## TASK ITEM
Take the data below and copy exactly the lines starting at the one with "repository 52dc82fae30c9574" and finishing at the one with "pub struct AssistantConfig", both included.
________________________________________
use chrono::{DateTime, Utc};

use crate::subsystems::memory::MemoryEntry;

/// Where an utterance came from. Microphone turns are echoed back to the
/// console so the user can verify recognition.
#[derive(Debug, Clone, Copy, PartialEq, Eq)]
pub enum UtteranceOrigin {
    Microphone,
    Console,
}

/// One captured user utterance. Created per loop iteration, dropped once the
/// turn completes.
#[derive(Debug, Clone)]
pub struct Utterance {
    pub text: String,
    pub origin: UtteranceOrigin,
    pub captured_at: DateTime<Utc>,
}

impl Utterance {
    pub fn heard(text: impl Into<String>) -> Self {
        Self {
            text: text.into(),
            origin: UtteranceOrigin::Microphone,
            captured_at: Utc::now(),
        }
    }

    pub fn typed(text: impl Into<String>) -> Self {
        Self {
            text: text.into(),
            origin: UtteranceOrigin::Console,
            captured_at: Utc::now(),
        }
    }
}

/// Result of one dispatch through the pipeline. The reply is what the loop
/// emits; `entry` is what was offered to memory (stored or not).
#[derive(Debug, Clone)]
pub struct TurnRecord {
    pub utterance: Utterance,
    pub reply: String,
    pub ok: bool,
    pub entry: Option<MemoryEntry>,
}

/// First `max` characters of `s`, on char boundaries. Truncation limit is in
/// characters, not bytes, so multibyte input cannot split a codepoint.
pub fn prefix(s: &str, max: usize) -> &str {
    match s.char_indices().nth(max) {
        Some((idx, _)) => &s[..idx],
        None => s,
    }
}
________________________________________
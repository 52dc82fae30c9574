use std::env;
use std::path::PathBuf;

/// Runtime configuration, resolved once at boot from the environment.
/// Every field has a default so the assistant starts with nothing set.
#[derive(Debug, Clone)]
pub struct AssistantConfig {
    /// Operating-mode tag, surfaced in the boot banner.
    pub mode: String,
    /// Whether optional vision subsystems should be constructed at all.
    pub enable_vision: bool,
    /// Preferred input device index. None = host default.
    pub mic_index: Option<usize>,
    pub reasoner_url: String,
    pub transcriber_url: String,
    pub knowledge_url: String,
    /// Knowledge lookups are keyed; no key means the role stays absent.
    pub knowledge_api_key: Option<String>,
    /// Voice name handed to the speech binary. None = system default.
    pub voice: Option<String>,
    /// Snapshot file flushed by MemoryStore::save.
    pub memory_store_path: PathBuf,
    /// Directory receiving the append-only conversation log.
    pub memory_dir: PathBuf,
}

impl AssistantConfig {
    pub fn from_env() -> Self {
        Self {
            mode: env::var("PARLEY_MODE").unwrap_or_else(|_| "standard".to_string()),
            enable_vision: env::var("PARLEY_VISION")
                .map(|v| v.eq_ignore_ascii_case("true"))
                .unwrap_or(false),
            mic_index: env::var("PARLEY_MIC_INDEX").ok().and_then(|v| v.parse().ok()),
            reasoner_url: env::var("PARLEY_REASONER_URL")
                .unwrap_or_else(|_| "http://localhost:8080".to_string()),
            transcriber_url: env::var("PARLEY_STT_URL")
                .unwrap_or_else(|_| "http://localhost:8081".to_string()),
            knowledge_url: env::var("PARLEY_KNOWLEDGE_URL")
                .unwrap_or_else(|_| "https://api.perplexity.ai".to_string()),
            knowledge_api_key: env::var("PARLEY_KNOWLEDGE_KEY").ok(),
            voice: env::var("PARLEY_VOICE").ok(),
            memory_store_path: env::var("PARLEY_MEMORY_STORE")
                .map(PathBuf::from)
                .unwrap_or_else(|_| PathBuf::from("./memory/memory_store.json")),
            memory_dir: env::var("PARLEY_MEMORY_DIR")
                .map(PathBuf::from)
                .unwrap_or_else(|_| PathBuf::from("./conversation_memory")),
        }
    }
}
________________________________________
## EXERCISE SOLUTION
repository 52dc82fae30c9574
use std::env;
use std::path::PathBuf;

/// Runtime configuration, resolved once at boot from the environment.
/// Every field has a default so the assistant starts with nothing set.
#[derive(Debug, Clone)]
pub struct AssistantConfig {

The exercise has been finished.